**Requirement:** Take the entries below and print all of them exactly, please.

**Entries shown:**
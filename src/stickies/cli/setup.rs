use clap::{CommandFactory, Parser, Subcommand};
use std::path::PathBuf;

/// Returns the version string, including the git hash for non-release builds.
/// Format: "0.3.2" for releases, "0.3.2@abc1234" for dev builds
fn get_version() -> &'static str {
    const VERSION: &str = env!("CARGO_PKG_VERSION");
    const GIT_HASH: &str = env!("GIT_HASH");
    const IS_RELEASE: &str = env!("IS_RELEASE");

    use std::sync::OnceLock;
    static VERSION_STRING: OnceLock<String> = OnceLock::new();

    VERSION_STRING.get_or_init(|| {
        if IS_RELEASE == "true" || GIT_HASH.is_empty() {
            VERSION.to_string()
        } else {
            format!("{}@{}", VERSION, GIT_HASH)
        }
    })
}

#[derive(Parser, Debug)]
#[command(name = "stickies", bin_name = "stickies", version = get_version())]
#[command(
    about = "A sticky-notes board in your terminal",
    long_about = "Starts an in-memory sticky-notes board and reads one command per line. \
                  Notes are laid out in a 3-column grid and are gone when the session ends; \
                  use `export` to keep them."
)]
pub struct Cli {
    /// Directory holding config.json (defaults to the user config dir)
    #[arg(long, value_name = "DIR")]
    pub config_dir: Option<PathBuf>,

    /// Read session commands from a file instead of stdin
    #[arg(long, value_name = "FILE")]
    pub script: Option<PathBuf>,

    /// Verbose output
    #[arg(short, long)]
    pub verbose: bool,
}

/// One line typed into the session.
#[derive(Parser, Debug)]
#[command(
    name = "session",
    no_binary_name = true,
    disable_help_flag = true,
    disable_help_subcommand = true,
    disable_version_flag = true,
    override_usage = "<COMMAND> [ARGS]...",
    help_template = "{usage-heading} {usage}\n\n{all-args}"
)]
pub struct SessionLine {
    #[command(subcommand)]
    pub command: SessionCommand,
}

#[derive(Subcommand, Debug, PartialEq, Eq)]
pub enum SessionCommand {
    /// Add a note, optionally with text (an empty line also adds one)
    #[command(alias = "n")]
    Add {
        #[arg(trailing_var_arg = true, allow_hyphen_values = true)]
        text: Vec<String>,
    },

    /// Replace the text of a note
    #[command(alias = "e")]
    Edit {
        /// Note id
        id: u32,
        #[arg(required = true, trailing_var_arg = true, allow_hyphen_values = true)]
        text: Vec<String>,
    },

    /// Append text to a note, as if dropped onto it
    #[command(alias = "a")]
    Append {
        /// Note id
        id: u32,
        #[arg(required = true, trailing_var_arg = true, allow_hyphen_values = true)]
        text: Vec<String>,
    },

    /// Append the clipboard contents to a note
    Paste {
        /// Note id
        id: u32,
    },

    /// Move the note at one board position to another (positions start at 1)
    #[command(alias = "mv")]
    Move { from: usize, to: usize },

    /// Drag the note at one position to another, one cell at a time
    Drag { from: usize, to: usize },

    /// Delete notes by id
    #[command(alias = "rm")]
    Delete {
        #[arg(required = true, num_args = 1..)]
        ids: Vec<u32>,
    },

    /// Print the board
    #[command(aliases = ["ls", "list"])]
    Show,

    /// Export the board (.xlsx or .json; defaults to the configured export file)
    Export { path: Option<PathBuf> },

    /// Get or set configuration (export-file, export-format, sheet-name)
    Config {
        key: Option<String>,
        value: Option<String>,
    },

    /// Show this help
    #[command(alias = "?")]
    Help,

    /// End the session
    #[command(aliases = ["exit", "q"])]
    Quit,
}

/// Parses one session line. Text arguments are rejoined with single spaces.
pub fn parse_line(line: &str) -> Result<SessionCommand, clap::Error> {
    let tokens = line.split_whitespace();
    SessionLine::try_parse_from(tokens).map(|parsed| parsed.command)
}

pub fn session_help() -> String {
    let mut cmd = SessionLine::command();
    cmd.render_help().to_string()
}

#[cfg(test)]
mod tests {
    use super::*;

    #[test]
    fn cli_verifies() {
        Cli::command().debug_assert();
        SessionLine::command().debug_assert();
    }

    #[test]
    fn parses_add_with_and_without_text() {
        assert_eq!(
            parse_line("add").unwrap(),
            SessionCommand::Add { text: vec![] }
        );
        assert_eq!(
            parse_line("n buy  milk").unwrap(),
            SessionCommand::Add {
                text: vec!["buy".into(), "milk".into()]
            }
        );
    }

    #[test]
    fn edit_text_may_start_with_dash() {
        assert_eq!(
            parse_line("edit 2 - item").unwrap(),
            SessionCommand::Edit {
                id: 2,
                text: vec!["-".into(), "item".into()]
            }
        );
    }

    #[test]
    fn parses_moves_and_deletes() {
        assert_eq!(
            parse_line("mv 1 4").unwrap(),
            SessionCommand::Move { from: 1, to: 4 }
        );
        assert_eq!(
            parse_line("rm 3 5").unwrap(),
            SessionCommand::Delete { ids: vec![3, 5] }
        );
        assert!(parse_line("delete").is_err());
        assert!(parse_line("move one two").is_err());
    }

    #[test]
    fn aliases_resolve() {
        assert_eq!(parse_line("ls").unwrap(), SessionCommand::Show);
        assert_eq!(parse_line("q").unwrap(), SessionCommand::Quit);
        assert_eq!(parse_line("?").unwrap(), SessionCommand::Help);
    }

    #[test]
    fn unknown_command_fails() {
        assert!(parse_line("frobnicate").is_err());
    }

    #[test]
    fn help_lists_commands() {
        let help = session_help();
        assert!(help.contains("drag"));
        assert!(help.contains("export"));
    }
}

**Exercise output:**
filename src/stickies/cli/setup.rs
use clap::{CommandFactory, Parser, Subcommand};
use std::path::PathBuf;

/// Returns the version string, including the git hash for non-release builds.
/// Format: "0.3.2" for releases, "0.3.2@abc1234" for dev builds
fn get_version() -> &'static str {
    const VERSION: &str = env!("CARGO_PKG_VERSION");
    const GIT_HASH: &str = env!("GIT_HASH");
    const IS_RELEASE: &str = env!("IS_RELEASE");

    use std::sync::OnceLock;
    static VERSION_STRING: OnceLock<String> = OnceLock::new();

    VERSION_STRING.get_or_init(|| {
        if IS_RELEASE == "true" || GIT_HASH.is_empty() {
            VERSION.to_string()
        } else {
            format!("{}@{}", VERSION, GIT_HASH)
        }
    })
}

#[derive(Parser, Debug)]
#[command(name = "stickies", bin_name = "stickies", version = get_version())]
#[command(
    about = "A sticky-notes board in your terminal",
    long_about = "Starts an in-memory sticky-notes board and reads one command per line. \
                  Notes are laid out in a 3-column grid and are gone when the session ends; \
                  use `export` to keep them."
)]
pub struct Cli {
    /// Directory holding config.json (defaults to the user config dir)
    #[arg(long, value_name = "DIR")]
    pub config_dir: Option<PathBuf>,

    /// Read session commands from a file instead of stdin
    #[arg(long, value_name = "FILE")]
    pub script: Option<PathBuf>,

    /// Verbose output
    #[arg(short, long)]
    pub verbose: bool,
}

/// One line typed into the session.
#[derive(Parser, Debug)]
#[command(
    name = "session",
    no_binary_name = true,
    disable_help_flag = true,
    disable_help_subcommand = true,
    disable_version_flag = true,
    override_usage = "<COMMAND> [ARGS]...",
    help_template = "{usage-heading} {usage}\n\n{all-args}"
)]
pub struct SessionLine {
    #[command(subcommand)]
    pub command: SessionCommand,
}

#[derive(Subcommand, Debug, PartialEq, Eq)]
pub enum SessionCommand {
    /// Add a note, optionally with text (an empty line also adds one)
    #[command(alias = "n")]
    Add {
        #[arg(trailing_var_arg = true, allow_hyphen_values = true)]
        text: Vec<String>,
    },

    /// Replace the text of a note
    #[command(alias = "e")]
    Edit {
        /// Note id
        id: u32,
        #[arg(required = true, trailing_var_arg = true, allow_hyphen_values = true)]
        text: Vec<String>,
    },

    /// Append text to a note, as if dropped onto it
    #[command(alias = "a")]
    Append {
        /// Note id
        id: u32,
        #[arg(required = true, trailing_var_arg = true, allow_hyphen_values = true)]
        text: Vec<String>,
    },

    /// Append the clipboard contents to a note
    Paste {
        /// Note id
        id: u32,
    },

    /// Move the note at one board position to another (positions start at 1)
    #[command(alias = "mv")]
    Move { from: usize, to: usize },

    /// Drag the note at one position to another, one cell at a time
    Drag { from: usize, to: usize },

    /// Delete notes by id
    #[command(alias = "rm")]
    Delete {
        #[arg(required = true, num_args = 1..)]
        ids: Vec<u32>,
    },

    /// Print the board
    #[command(aliases = ["ls", "list"])]
    Show,

    /// Export the board (.xlsx or .json; defaults to the configured export file)
    Export { path: Option<PathBuf> },

    /// Get or set configuration (export-file, export-format, sheet-name)
    Config {
        key: Option<String>,
        value: Option<String>,
    },

    /// Show this help
    #[command(alias = "?")]
    Help,

    /// End the session
    #[command(aliases = ["exit", "q"])]
    Quit,
}

/// Parses one session line. Text arguments are rejoined with single spaces.
pub fn parse_line(line: &str) -> Result<SessionCommand, clap::Error> {
    let tokens = line.split_whitespace();
    SessionLine::try_parse_from(tokens).map(|parsed| parsed.command)
}

pub fn session_help() -> String {
    let mut cmd = SessionLine::command();
    cmd.render_help().to_string()
}

#[cfg(test)]
mod tests {
    use super::*;

    #[test]
    fn cli_verifies() {
        Cli::command().debug_assert();
        SessionLine::command().debug_assert();
    }

    #[test]
    fn parses_add_with_and_without_text() {
        assert_eq!(
            parse_line("add").unwrap(),
            SessionCommand::Add { text: vec![] }
        );
        assert_eq!(
            parse_line("n buy  milk").unwrap(),
            SessionCommand::Add {
                text: vec!["buy".into(), "milk".into()]
            }
        );
    }

    #[test]
    fn edit_text_may_start_with_dash() {
        assert_eq!(
            parse_line("edit 2 - item").unwrap(),
            SessionCommand::Edit {
                id: 2,
                text: vec!["-".into(), "item".into()]
            }
        );
    }

    #[test]
    fn parses_moves_and_deletes() {
        assert_eq!(
            parse_line("mv 1 4").unwrap(),
            SessionCommand::Move { from: 1, to: 4 }
        );
        assert_eq!(
            parse_line("rm 3 5").unwrap(),
            SessionCommand::Delete { ids: vec![3, 5] }
        );
        assert!(parse_line("delete").is_err());
        assert!(parse_line("move one two").is_err());
    }

    #[test]
    fn aliases_resolve() {
        assert_eq!(parse_line("ls").unwrap(), SessionCommand::Show);
        assert_eq!(parse_line("q").unwrap(), SessionCommand::Quit);
        assert_eq!(parse_line("?").unwrap(), SessionCommand::Help);
    }

    #[test]
    fn unknown_command_fails() {
        assert!(parse_line("frobnicate").is_err());
    }

    #[test]
    fn help_lists_commands() {
        let help = session_help();
        assert!(help.contains("drag"));
        assert!(help.contains("export"));
    }
}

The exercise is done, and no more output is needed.